WHAT YOU HAVE TO DO: From the first line of the material below to the line containing "MacAddr, protocol_type: u16", repeat every line exactly and add nothing.

DATA SHOWN:
▼▼▼

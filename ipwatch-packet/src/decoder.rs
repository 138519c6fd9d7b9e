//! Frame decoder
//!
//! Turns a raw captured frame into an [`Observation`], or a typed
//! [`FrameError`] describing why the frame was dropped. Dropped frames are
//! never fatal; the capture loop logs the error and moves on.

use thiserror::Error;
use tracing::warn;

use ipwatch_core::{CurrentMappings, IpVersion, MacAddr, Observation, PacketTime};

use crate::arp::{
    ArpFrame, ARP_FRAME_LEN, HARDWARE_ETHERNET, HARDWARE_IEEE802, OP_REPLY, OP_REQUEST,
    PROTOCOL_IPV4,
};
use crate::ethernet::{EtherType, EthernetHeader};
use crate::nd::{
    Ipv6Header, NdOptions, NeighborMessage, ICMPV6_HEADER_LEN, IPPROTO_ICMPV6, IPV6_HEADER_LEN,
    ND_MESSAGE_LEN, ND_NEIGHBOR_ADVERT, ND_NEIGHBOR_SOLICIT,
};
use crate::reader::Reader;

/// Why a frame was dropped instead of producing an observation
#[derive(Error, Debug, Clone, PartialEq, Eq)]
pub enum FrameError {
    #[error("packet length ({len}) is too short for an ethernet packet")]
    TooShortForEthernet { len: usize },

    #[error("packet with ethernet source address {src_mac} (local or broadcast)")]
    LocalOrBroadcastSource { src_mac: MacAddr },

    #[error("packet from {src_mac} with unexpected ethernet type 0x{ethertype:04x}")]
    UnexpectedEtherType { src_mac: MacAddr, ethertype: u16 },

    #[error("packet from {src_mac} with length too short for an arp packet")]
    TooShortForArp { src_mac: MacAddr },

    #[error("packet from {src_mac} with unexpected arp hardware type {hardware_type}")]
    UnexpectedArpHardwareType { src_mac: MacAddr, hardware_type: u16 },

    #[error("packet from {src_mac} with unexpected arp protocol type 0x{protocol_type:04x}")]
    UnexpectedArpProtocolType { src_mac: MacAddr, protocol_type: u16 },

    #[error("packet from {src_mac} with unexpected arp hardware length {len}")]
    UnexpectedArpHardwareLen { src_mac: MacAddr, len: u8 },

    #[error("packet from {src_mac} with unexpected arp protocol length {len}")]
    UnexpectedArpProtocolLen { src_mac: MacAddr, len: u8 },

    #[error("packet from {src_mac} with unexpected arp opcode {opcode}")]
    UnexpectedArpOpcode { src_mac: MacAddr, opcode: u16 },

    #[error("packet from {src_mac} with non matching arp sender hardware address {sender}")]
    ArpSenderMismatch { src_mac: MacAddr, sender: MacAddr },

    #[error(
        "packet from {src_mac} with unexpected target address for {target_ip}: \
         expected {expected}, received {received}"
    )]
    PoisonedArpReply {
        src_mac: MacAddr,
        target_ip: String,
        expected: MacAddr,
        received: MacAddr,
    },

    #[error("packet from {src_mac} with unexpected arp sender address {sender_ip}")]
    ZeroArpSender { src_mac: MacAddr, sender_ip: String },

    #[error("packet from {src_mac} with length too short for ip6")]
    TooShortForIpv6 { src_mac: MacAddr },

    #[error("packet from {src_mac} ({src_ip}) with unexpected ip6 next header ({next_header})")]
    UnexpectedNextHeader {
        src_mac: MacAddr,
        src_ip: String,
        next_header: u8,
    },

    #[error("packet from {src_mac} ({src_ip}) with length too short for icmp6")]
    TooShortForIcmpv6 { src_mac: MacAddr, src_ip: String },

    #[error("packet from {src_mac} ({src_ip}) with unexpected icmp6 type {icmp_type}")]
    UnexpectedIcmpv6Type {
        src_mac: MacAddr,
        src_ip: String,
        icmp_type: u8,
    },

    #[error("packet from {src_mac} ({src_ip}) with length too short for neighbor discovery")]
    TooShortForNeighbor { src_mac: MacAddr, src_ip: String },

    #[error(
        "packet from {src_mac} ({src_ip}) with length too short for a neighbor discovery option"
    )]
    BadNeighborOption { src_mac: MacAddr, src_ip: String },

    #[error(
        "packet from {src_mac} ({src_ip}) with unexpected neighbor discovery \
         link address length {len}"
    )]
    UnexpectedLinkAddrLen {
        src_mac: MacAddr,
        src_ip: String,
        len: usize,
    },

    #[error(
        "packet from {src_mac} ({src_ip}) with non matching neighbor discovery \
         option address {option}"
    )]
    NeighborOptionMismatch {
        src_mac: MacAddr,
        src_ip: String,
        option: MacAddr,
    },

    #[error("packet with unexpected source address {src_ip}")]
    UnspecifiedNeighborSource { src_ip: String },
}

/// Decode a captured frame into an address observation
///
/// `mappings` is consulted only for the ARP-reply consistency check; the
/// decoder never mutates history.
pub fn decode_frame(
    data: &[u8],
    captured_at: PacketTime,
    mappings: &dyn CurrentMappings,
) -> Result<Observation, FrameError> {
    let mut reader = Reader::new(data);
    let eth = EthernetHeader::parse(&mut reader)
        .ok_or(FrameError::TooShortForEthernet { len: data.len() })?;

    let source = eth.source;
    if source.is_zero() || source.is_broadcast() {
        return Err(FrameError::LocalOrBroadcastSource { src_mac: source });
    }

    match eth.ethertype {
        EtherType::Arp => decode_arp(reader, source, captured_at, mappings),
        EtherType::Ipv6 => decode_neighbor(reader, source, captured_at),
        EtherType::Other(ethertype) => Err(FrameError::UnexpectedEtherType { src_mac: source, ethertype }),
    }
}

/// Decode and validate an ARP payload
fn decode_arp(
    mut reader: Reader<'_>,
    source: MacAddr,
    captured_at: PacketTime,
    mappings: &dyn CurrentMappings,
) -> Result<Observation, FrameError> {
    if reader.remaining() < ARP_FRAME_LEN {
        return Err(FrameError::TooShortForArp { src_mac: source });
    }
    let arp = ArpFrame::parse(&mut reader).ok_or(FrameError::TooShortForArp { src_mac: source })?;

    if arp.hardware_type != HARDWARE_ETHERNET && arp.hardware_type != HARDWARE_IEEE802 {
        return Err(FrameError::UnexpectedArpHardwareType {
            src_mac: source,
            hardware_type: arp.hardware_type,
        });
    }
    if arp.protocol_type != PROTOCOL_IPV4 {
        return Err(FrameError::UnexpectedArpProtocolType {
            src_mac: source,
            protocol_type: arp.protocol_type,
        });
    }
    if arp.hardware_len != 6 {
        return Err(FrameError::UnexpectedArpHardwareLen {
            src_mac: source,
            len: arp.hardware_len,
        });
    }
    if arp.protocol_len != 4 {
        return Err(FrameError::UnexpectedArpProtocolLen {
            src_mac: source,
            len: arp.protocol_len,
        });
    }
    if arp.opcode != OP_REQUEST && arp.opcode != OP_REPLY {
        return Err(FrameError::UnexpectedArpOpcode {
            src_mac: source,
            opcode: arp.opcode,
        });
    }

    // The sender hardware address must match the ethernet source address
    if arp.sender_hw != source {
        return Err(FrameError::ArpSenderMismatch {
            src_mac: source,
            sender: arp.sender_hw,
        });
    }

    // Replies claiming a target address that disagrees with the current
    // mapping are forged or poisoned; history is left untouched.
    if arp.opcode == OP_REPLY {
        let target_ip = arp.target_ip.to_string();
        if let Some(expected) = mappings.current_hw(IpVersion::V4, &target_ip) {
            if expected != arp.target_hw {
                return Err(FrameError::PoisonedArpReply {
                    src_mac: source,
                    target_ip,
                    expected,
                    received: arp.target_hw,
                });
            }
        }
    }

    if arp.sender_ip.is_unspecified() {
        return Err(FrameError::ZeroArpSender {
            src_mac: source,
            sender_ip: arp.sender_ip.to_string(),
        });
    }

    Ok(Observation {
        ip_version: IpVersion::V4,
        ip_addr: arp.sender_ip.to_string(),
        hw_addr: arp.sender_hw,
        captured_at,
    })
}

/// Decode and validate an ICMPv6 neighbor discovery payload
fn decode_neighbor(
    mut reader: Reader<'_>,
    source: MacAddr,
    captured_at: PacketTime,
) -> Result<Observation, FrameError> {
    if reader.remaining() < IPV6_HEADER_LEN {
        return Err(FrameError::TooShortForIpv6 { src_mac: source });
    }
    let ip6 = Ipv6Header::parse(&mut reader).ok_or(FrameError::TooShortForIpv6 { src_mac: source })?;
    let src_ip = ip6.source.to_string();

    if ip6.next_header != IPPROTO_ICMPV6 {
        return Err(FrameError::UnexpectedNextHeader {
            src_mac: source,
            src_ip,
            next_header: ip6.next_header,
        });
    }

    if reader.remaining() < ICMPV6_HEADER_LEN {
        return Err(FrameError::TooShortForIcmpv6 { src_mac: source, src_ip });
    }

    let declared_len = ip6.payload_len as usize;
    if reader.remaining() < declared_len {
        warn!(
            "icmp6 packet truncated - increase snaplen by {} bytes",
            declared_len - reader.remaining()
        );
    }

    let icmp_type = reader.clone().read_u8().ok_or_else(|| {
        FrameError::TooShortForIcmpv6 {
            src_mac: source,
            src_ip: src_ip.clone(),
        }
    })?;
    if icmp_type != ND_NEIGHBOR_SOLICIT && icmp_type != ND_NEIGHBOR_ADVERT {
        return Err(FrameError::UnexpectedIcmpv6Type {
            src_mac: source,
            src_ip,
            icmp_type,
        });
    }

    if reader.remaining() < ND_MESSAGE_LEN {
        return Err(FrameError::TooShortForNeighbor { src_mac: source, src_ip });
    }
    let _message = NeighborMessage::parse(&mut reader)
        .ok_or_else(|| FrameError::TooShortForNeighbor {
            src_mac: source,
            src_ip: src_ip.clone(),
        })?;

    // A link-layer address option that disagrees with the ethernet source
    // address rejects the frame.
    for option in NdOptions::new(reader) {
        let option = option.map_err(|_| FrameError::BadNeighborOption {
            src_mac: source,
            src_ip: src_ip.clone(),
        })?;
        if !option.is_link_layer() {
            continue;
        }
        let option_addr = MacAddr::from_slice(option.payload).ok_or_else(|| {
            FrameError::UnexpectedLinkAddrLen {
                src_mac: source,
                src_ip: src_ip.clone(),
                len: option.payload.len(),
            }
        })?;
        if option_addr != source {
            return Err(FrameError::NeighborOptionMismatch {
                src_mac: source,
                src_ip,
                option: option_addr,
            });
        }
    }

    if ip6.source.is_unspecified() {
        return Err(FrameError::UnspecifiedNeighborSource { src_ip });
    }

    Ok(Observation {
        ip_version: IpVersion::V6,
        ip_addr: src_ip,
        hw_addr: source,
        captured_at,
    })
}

▲▲▲

THE ANSWER:
filename ipwatch-packet/src/decoder.rs
repository 138519c6fd9d7b9e
//! Frame decoder
//!
//! Turns a raw captured frame into an [`Observation`], or a typed
//! [`FrameError`] describing why the frame was dropped. Dropped frames are
//! never fatal; the capture loop logs the error and moves on.

use thiserror::Error;
use tracing::warn;

use ipwatch_core::{CurrentMappings, IpVersion, MacAddr, Observation, PacketTime};

use crate::arp::{
    ArpFrame, ARP_FRAME_LEN, HARDWARE_ETHERNET, HARDWARE_IEEE802, OP_REPLY, OP_REQUEST,
    PROTOCOL_IPV4,
};
use crate::ethernet::{EtherType, EthernetHeader};
use crate::nd::{
    Ipv6Header, NdOptions, NeighborMessage, ICMPV6_HEADER_LEN, IPPROTO_ICMPV6, IPV6_HEADER_LEN,
    ND_MESSAGE_LEN, ND_NEIGHBOR_ADVERT, ND_NEIGHBOR_SOLICIT,
};
use crate::reader::Reader;

/// Why a frame was dropped instead of producing an observation
#[derive(Error, Debug, Clone, PartialEq, Eq)]
pub enum FrameError {
    #[error("packet length ({len}) is too short for an ethernet packet")]
    TooShortForEthernet { len: usize },

    #[error("packet with ethernet source address {src_mac} (local or broadcast)")]
    LocalOrBroadcastSource { src_mac: MacAddr },

    #[error("packet from {src_mac} with unexpected ethernet type 0x{ethertype:04x}")]
    UnexpectedEtherType { src_mac: MacAddr, ethertype: u16 },

    #[error("packet from {src_mac} with length too short for an arp packet")]
    TooShortForArp { src_mac: MacAddr },

    #[error("packet from {src_mac} with unexpected arp hardware type {hardware_type}")]
    UnexpectedArpHardwareType { src_mac: MacAddr, hardware_type: u16 },

    #[error("packet from {src_mac} with unexpected arp protocol type 0x{protocol_type:04x}")]
    UnexpectedArpProtocolType { src_mac: MacAddr, protocol_type: u16 },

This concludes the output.